- Task objective
Word for word, the listing below should be printed again.

- Input material
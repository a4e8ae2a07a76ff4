//! Policies that callers pass to select how lossy an operation may be.

use std::{fmt, str::FromStr};

/// What to do when bytes cannot become text, or text cannot become bytes.
#[derive(Debug, Clone, Copy, PartialEq, Eq, Default, Hash)]
pub enum ErrorPolicy {
    /// Fail with an error.
    Strict,
    /// Substitute U+FFFD when decoding and `?` when encoding.
    #[default]
    Replace,
    /// Drop the offending bytes or characters.
    Ignore,
}

/// What the dynamic converters do with a value that is neither text nor bytes.
#[derive(Debug, Clone, Copy, PartialEq, Eq, Default, Hash)]
pub enum NonTextPolicy {
    /// Produce an empty result.
    Empty,
    /// Hand the value back untouched.
    Passthrough,
    /// Use the value's own text rendering, falling back to its debug form.
    #[default]
    SimpleRepr,
    /// Use the value's debug representation.
    Repr,
    /// Fail with [`crate::Error::TypeMismatch`].
    Strict,
}

/// Treatment of control characters by the width and XML helpers.
#[derive(Debug, Clone, Copy, PartialEq, Eq, Default, Hash)]
pub enum ControlCharPolicy {
    /// Substitute `?` (XML) or assign the conventional width (display).
    #[default]
    Replace,
    /// Drop them (XML) or assign the conventional width (display).
    Ignore,
    /// Fail with [`crate::Error::ControlChar`].
    Strict,
}

/// Error returned when a policy name is not recognised.
#[derive(Debug, Clone, PartialEq, Eq, thiserror::Error)]
#[error("unknown policy {0:?}")]
pub struct ParsePolicyError(String);

macro_rules! policy_names {
    ($ty:ty { $($variant:ident => $name:literal),+ $(,)? }) => {
        impl $ty {
            /// Lowercase name accepted by [`FromStr`].
            #[must_use]
            pub fn as_str(self) -> &'static str {
                match self {
                    $(Self::$variant => $name,)+
                }
            }
        }

        impl FromStr for $ty {
            type Err = ParsePolicyError;

            fn from_str(s: &str) -> Result<Self, Self::Err> {
                match s.trim().to_ascii_lowercase().as_str() {
                    $($name => Ok(Self::$variant),)+
                    _ => Err(ParsePolicyError(s.to_string())),
                }
            }
        }

        impl fmt::Display for $ty {
            fn fmt(&self, f: &mut fmt::Formatter<'_>) -> fmt::Result { f.write_str(self.as_str()) }
        }
    };
}

policy_names!(ErrorPolicy {
    Strict => "strict",
    Replace => "replace",
    Ignore => "ignore",
});

policy_names!(NonTextPolicy {
    Empty => "empty",
    Passthrough => "passthrough",
    SimpleRepr => "simplerepr",
    Repr => "repr",
    Strict => "strict",
});

policy_names!(ControlCharPolicy {
    Replace => "replace",
    Ignore => "ignore",
    Strict => "strict",
});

- Answer for this exercise
repository a4e8ae2a07a76ff4
//! Policies that callers pass to select how lossy an operation may be.

use std::{fmt, str::FromStr};

/// What to do when bytes cannot become text, or text cannot become bytes.
#[derive(Debug, Clone, Copy, PartialEq, Eq, Default, Hash)]
pub enum ErrorPolicy {
    /// Fail with an error.
    Strict,
    /// Substitute U+FFFD when decoding and `?` when encoding.
    #[default]
    Replace,
    /// Drop the offending bytes or characters.
    Ignore,
}

/// What the dynamic converters do with a value that is neither text nor bytes.
#[derive(Debug, Clone, Copy, PartialEq, Eq, Default, Hash)]
pub enum NonTextPolicy {
    /// Produce an empty result.
    Empty,
    /// Hand the value back untouched.
    Passthrough,
    /// Use the value's own text rendering, falling back to its debug form.
    #[default]
    SimpleRepr,
    /// Use the value's debug representation.
    Repr,
    /// Fail with [`crate::Error::TypeMismatch`].
    Strict,
}

/// Treatment of control characters by the width and XML helpers.
#[derive(Debug, Clone, Copy, PartialEq, Eq, Default, Hash)]
pub enum ControlCharPolicy {
    /// Substitute `?` (XML) or assign the conventional width (display).
    #[default]
    Replace,
    /// Drop them (XML) or assign the conventional width (display).
    Ignore,
    /// Fail with [`crate::Error::ControlChar`].
    Strict,
}

/// Error returned when a policy name is not recognised.
#[derive(Debug, Clone, PartialEq, Eq, thiserror::Error)]
#[error("unknown policy {0:?}")]
pub struct ParsePolicyError(String);

macro_rules! policy_names {
    ($ty:ty { $($variant:ident => $name:literal),+ $(,)? }) => {
        impl $ty {
            /// Lowercase name accepted by [`FromStr`].
            #[must_use]
            pub fn as_str(self) -> &'static str {
                match self {
                    $(Self::$variant => $name,)+
                }
            }
        }

        impl FromStr for $ty {
            type Err = ParsePolicyError;

            fn from_str(s: &str) -> Result<Self, Self::Err> {
                match s.trim().to_ascii_lowercase().as_str() {
                    $($name => Ok(Self::$variant),)+
                    _ => Err(ParsePolicyError(s.to_string())),
                }
            }
        }

        impl fmt::Display for $ty {
            fn fmt(&self, f: &mut fmt::Formatter<'_>) -> fmt::Result { f.write_str(self.as_str()) }
        }
    };
}

policy_names!(ErrorPolicy {
    Strict => "strict",
    Replace => "replace",
    Ignore => "ignore",
});

policy_names!(NonTextPolicy {
    Empty => "empty",
    Passthrough => "passthrough",
    SimpleRepr => "simplerepr",
    Repr => "repr",
    Strict => "strict",
});

policy_names!(ControlCharPolicy {
    Replace => "replace",
    Ignore => "ignore",
    Strict => "strict",
});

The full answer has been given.